- **Data under study**
========
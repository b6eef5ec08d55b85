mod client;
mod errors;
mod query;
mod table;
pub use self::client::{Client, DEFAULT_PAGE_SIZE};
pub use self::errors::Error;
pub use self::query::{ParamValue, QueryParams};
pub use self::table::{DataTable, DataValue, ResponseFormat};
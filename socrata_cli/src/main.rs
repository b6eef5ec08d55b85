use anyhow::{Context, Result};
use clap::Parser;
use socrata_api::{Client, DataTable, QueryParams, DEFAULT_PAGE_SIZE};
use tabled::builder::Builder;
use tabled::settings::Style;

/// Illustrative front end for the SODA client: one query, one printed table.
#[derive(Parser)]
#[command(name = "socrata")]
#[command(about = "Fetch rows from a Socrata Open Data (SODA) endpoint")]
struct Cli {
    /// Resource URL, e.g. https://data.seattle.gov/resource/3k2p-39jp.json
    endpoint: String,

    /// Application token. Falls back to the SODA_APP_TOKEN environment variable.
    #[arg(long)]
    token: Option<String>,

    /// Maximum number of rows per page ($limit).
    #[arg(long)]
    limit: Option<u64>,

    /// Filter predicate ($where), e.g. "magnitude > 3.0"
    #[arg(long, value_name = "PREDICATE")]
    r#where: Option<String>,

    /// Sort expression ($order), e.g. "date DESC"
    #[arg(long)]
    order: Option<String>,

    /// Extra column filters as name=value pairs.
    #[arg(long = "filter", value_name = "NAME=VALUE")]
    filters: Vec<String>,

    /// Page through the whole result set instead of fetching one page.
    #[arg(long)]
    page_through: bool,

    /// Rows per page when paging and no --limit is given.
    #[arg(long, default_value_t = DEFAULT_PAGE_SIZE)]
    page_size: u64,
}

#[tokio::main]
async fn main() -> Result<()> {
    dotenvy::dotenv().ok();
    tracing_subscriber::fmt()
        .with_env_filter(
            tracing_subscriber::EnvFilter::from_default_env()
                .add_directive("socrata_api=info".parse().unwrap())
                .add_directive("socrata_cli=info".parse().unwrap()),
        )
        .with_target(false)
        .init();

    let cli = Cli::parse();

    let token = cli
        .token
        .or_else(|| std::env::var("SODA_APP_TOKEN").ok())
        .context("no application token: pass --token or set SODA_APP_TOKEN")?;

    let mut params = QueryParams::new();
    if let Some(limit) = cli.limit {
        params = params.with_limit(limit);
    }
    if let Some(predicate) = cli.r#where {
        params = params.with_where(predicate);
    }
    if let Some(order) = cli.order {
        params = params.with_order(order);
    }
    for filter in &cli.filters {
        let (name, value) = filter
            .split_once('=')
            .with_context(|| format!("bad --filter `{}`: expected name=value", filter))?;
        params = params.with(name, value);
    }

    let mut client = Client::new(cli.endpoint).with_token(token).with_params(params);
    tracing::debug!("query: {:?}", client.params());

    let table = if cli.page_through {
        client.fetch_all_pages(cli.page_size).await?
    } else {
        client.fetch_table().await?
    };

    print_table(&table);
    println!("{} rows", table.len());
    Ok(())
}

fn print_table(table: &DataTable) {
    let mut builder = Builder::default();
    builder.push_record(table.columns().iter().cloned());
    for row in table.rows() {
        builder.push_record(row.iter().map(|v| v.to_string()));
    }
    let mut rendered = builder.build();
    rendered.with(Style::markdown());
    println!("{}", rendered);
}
========
- **Instructions to follow**
Using the records above, repeat exactly the lines from the first one through the line with "#[tokio::main]".

- **Solution for this exercise**
repository b6eef5ec08d55b85
mod client;
mod errors;
mod query;
mod table;
pub use self::client::{Client, DEFAULT_PAGE_SIZE};
pub use self::errors::Error;
pub use self::query::{ParamValue, QueryParams};
pub use self::table::{DataTable, DataValue, ResponseFormat};
filename socrata_cli/src/main.rs
repository b6eef5ec08d55b85
use anyhow::{Context, Result};
use clap::Parser;
use socrata_api::{Client, DataTable, QueryParams, DEFAULT_PAGE_SIZE};
use tabled::builder::Builder;
use tabled::settings::Style;

/// Illustrative front end for the SODA client: one query, one printed table.
#[derive(Parser)]
#[command(name = "socrata")]
#[command(about = "Fetch rows from a Socrata Open Data (SODA) endpoint")]
struct Cli {
    /// Resource URL, e.g. https://data.seattle.gov/resource/3k2p-39jp.json
    endpoint: String,

    /// Application token. Falls back to the SODA_APP_TOKEN environment variable.
    #[arg(long)]
    token: Option<String>,

    /// Maximum number of rows per page ($limit).
    #[arg(long)]
    limit: Option<u64>,

    /// Filter predicate ($where), e.g. "magnitude > 3.0"
    #[arg(long, value_name = "PREDICATE")]
    r#where: Option<String>,

    /// Sort expression ($order), e.g. "date DESC"
    #[arg(long)]
    order: Option<String>,

    /// Extra column filters as name=value pairs.
    #[arg(long = "filter", value_name = "NAME=VALUE")]
    filters: Vec<String>,

    /// Page through the whole result set instead of fetching one page.
    #[arg(long)]
    page_through: bool,

    /// Rows per page when paging and no --limit is given.
    #[arg(long, default_value_t = DEFAULT_PAGE_SIZE)]
    page_size: u64,
}

#[tokio::main]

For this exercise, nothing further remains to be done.